Anthropic’s Mythos AI: Why The Most Dangerous AI Model Was Never Released

Anthropic trained a model so capable of cybersecurity exploitation that they quietly shelved it. Here’s what we know about Mythos, Project Glasswing, and what this decision reveals about the future of AI development.

By ExpertHubAI Editorial April 2025 ~2,800 words · 11 min read AI Safety · Cybersecurity AI

What happens when a company builds an AI so powerful it frightens its own creators?

That’s not a hypothetical question. In early 2025, Anthropic — the safety-focused AI company behind Claude — trained a model internally known as Mythos (also referred to as Claude Mythos Preview or, by its codename, Capybara).
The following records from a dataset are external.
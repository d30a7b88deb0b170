//! Deterministic simulation module
//!
//! All gameplay logic lives here. This module must be pure and deterministic:
//! - Seeded RNG only
//! - No rendering or platform dependencies
//! - One mutator per piece of state per tick, in a fixed order

pub mod collision;
pub mod maze;
pub mod state;
pub mod tick;

pub use collision::{CollisionResult, CollisionSource, detect_boundary, detect_wall_segment};
pub use maze::{Maze, MazeError, MazeGrid, WallSegment};
pub use state::{Ball, Boundary, Firework, GamePhase, SimState, boundary_size_for, FIREWORK_COUNT};
pub use tick::{TickEvents, TickInput, physics_step, tick};
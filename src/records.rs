//! Completed-run records
//!
//! A finished run exports everything needed to replay its exact setup:
//! the dials, the boundary size, the maze walls and the goal. Importing a
//! record rebuilds the maze from those fields alone, without re-running
//! generation. Field names are part of the export format; previously
//! exported files must keep round-tripping.

use glam::Vec2;
use serde::{Deserialize, Serialize};
use thiserror::Error;

use crate::settings::Params;
use crate::sim::maze::{Maze, MazeError, WallSegment, vec2_xy};
use crate::sim::state::SimState;

/// Errors on record import.
#[derive(Debug, Error)]
pub enum RecordError {
    #[error("record JSON is malformed: {0}")]
    Malformed(#[from] serde_json::Error),
    #[error("record list is empty")]
    Empty,
}

/// One completed run.
#[derive(Debug, Clone, PartialEq, Serialize, Deserialize)]
#[serde(rename_all = "camelCase")]
pub struct CompletionRecord {
    pub restitution: f32,
    pub rotation_speed: f32,
    pub gravity: f32,
    pub maze_complexity: u32,
    pub boundary_size: f32,
    pub maze_walls: Vec<WallSegment>,
    #[serde(with = "vec2_xy")]
    pub endpoint: Vec2,
    /// Play time in seconds, rounded to a tenth.
    pub time_spent: f32,
    /// Wall-clock date string supplied by the host; the core has no clock.
    pub completion_date: String,
}

impl CompletionRecord {
    /// Snapshot a completed run.
    pub fn from_run(state: &SimState, params: &Params, completion_date: String) -> Self {
        Self {
            restitution: params.restitution,
            rotation_speed: params.rotation_speed,
            gravity: params.gravity,
            maze_complexity: params.maze_complexity,
            boundary_size: state.boundary.size,
            maze_walls: state.maze.walls.clone(),
            endpoint: state.maze.endpoint,
            time_spent: (state.time_spent * 10.0).round() / 10.0,
            completion_date,
        }
    }

    /// Rebuild the maze this record describes.
    pub fn to_maze(&self) -> Result<Maze, MazeError> {
        Maze::from_parts(
            self.maze_complexity,
            self.boundary_size,
            self.maze_walls.clone(),
            self.endpoint,
        )
    }

    /// Parse a record from JSON that may be either a single record or an
    /// exported array; an array yields its most recent (last) entry.
    pub fn from_json(json: &str) -> Result<Self, RecordError> {
        #[derive(Deserialize)]
        #[serde(untagged)]
        enum OneOrMany {
            Many(Vec<CompletionRecord>),
            One(Box<CompletionRecord>),
        }

        match serde_json::from_str(json)? {
            OneOrMany::One(record) => Ok(*record),
            OneOrMany::Many(mut records) => {
                if records.len() > 1 {
                    log::warn!("imported {} records, keeping the last", records.len());
                }
                records.pop().ok_or(RecordError::Empty)
            }
        }
    }
}

/// Records accumulated over a session, exported as a JSON array.
#[derive(Debug, Clone, Default)]
pub struct RunLog {
    entries: Vec<CompletionRecord>,
}

impl RunLog {
    pub fn new() -> Self {
        Self::default()
    }

    pub fn push(&mut self, record: CompletionRecord) {
        self.entries.push(record);
    }

    pub fn latest(&self) -> Option<&CompletionRecord> {
        self.entries.last()
    }

    pub fn entries(&self) -> &[CompletionRecord] {
        &self.entries
    }

    pub fn is_empty(&self) -> bool {
        self.entries.is_empty()
    }

    pub fn len(&self) -> usize {
        self.entries.len()
    }

    /// The export payload: a bare JSON array of records.
    pub fn to_json(&self) -> Result<String, serde_json::Error> {
        serde_json::to_string_pretty(&self.entries)
    }

    /// Parse an exported array back into a log.
    pub fn from_json(json: &str) -> Result<Self, RecordError> {
        let entries: Vec<CompletionRecord> = serde_json::from_str(json)?;
        Ok(Self { entries })
    }
}

#[cfg(test)]
mod tests {
    use super::*;
    use crate::tuning::Tuning;
    use rand::SeedableRng;
    use rand_pcg::Pcg32;

    fn sample_record() -> CompletionRecord {
        let mut rng = Pcg32::seed_from_u64(9);
        let maze = Maze::generate(4, 300.0, &mut rng).unwrap();
        CompletionRecord {
            restitution: 0.7,
            rotation_speed: 1.0,
            gravity: 9.8,
            maze_complexity: 4,
            boundary_size: 300.0,
            maze_walls: maze.walls,
            endpoint: maze.endpoint,
            time_spent: 12.3,
            completion_date: "2024-05-01T12:00:00Z".to_string(),
        }
    }

    #[test]
    fn test_record_round_trips_through_json() {
        let record = sample_record();
        let json = serde_json::to_string(&record).unwrap();
        let back = CompletionRecord::from_json(&json).unwrap();
        assert_eq!(back, record);
    }

    #[test]
    fn test_record_uses_export_field_names() {
        let record = sample_record();
        let value = serde_json::to_value(&record).unwrap();
        for key in [
            "restitution",
            "rotationSpeed",
            "gravity",
            "mazeComplexity",
            "boundarySize",
            "mazeWalls",
            "endpoint",
            "timeSpent",
            "completionDate",
        ] {
            assert!(value.get(key).is_some(), "missing key {key}");
        }
        assert!(value["mazeWalls"][0]["a"]["x"].is_number());
        assert!(value["endpoint"]["x"].is_number());
    }

    #[test]
    fn test_from_json_accepts_an_exported_array() {
        let mut newer = sample_record();
        newer.time_spent = 99.9;
        let json = serde_json::to_string(&vec![sample_record(), newer.clone()]).unwrap();

        let imported = CompletionRecord::from_json(&json).unwrap();
        assert_eq!(imported, newer);
    }

    #[test]
    fn test_from_json_rejects_an_empty_array() {
        assert!(matches!(
            CompletionRecord::from_json("[]"),
            Err(RecordError::Empty)
        ));
    }

    #[test]
    fn test_from_json_rejects_garbage() {
        assert!(matches!(
            CompletionRecord::from_json("{\"nope\": 1}"),
            Err(RecordError::Malformed(_))
        ));
    }

    #[test]
    fn test_to_maze_rebuilds_without_generation() {
        let record = sample_record();
        let maze = record.to_maze().unwrap();
        assert_eq!(maze.rows, 4);
        assert_eq!(maze.cell_size, 75.0);
        assert_eq!(maze.walls, record.maze_walls);
        assert_eq!(maze.endpoint, record.endpoint);
    }

    #[test]
    fn test_run_log_round_trips() {
        let mut runs = RunLog::new();
        runs.push(sample_record());
        runs.push(sample_record());
        assert_eq!(runs.len(), 2);

        let json = runs.to_json().unwrap();
        let back = RunLog::from_json(&json).unwrap();
        assert_eq!(back.len(), 2);
        assert_eq!(back.latest(), runs.latest());
    }

    #[test]
    fn test_from_run_snapshots_the_session() {
        let params = Params::default();
        let tuning = Tuning::default();
        let mut state = SimState::new(21, &params, &tuning).unwrap();
        state.time_spent = 7.4321;

        let record =
            CompletionRecord::from_run(&state, &params, "2024-06-02T08:30:00Z".to_string());
        assert_eq!(record.maze_complexity, params.maze_complexity);
        assert_eq!(record.boundary_size, state.boundary.size);
        assert_eq!(record.maze_walls, state.maze.walls);
        assert_eq!(record.time_spent, 7.4);

        // Loading the record back reproduces the same maze.
        let mut params2 = Params::default();
        let mut state2 = SimState::new(99, &params2, &tuning).unwrap();
        state2.load_record(&record, &mut params2, &tuning).unwrap();
        assert_eq!(state2.maze.walls, state.maze.walls);
        assert_eq!(state2.maze.endpoint, state.maze.endpoint);
        assert_eq!(state2.boundary.size, state.boundary.size);
    }
}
The model demonstrated unprecedented capability in one particular domain: identifying and exploiting zero-day cybersecurity vulnerabilities in real-world software systems.

And then Anthropic chose not to release it.

This article breaks down what Mythos AI is, what it can do, why Anthropic made the extraordinary decision to withhold it — and what this moment means for the broader AI industry.

Quick Facts: Mythos AI

Internal codename: Capybara / formally called Claude Mythos Preview
Primary capability: Advanced cybersecurity — finding and exploiting software vulnerabilities
Anthropic’s decision: Trained but not released to the public
Alternative strategy: Limited access via Project Glasswing
Classification: Meets Anthropic’s internal “critical risk” threshold for cybersecurity

What Is Anthropic Mythos AI?

Mythos is a large language model (LLM) developed by Anthropic as part of its ongoing model research. Unlike Claude — the consumer-facing assistant that most people interact with — Mythos was never intended to be a general-purpose chatbot. It was built to push the boundaries of what AI can do in highly technical domains, specifically cybersecurity.

The model was reportedly trained on a large corpus of security research, vulnerability databases, software codebases, and exploit documentation. The result, according to internal assessments that have been reported in the AI research community, was a model with expert-level capability to reason about software vulnerabilities — not just theoretically, but in ways that could be operationally dangerous if misused.

To understand why this matters, consider that most current AI models — including Claude, GPT-4, and Gemini — already have some ability to discuss cybersecurity concepts and even write basic exploits. But Mythos reportedly crossed a qualitative threshold: the difference between explaining how a lock-pick works versus being able to pick any lock in front of you.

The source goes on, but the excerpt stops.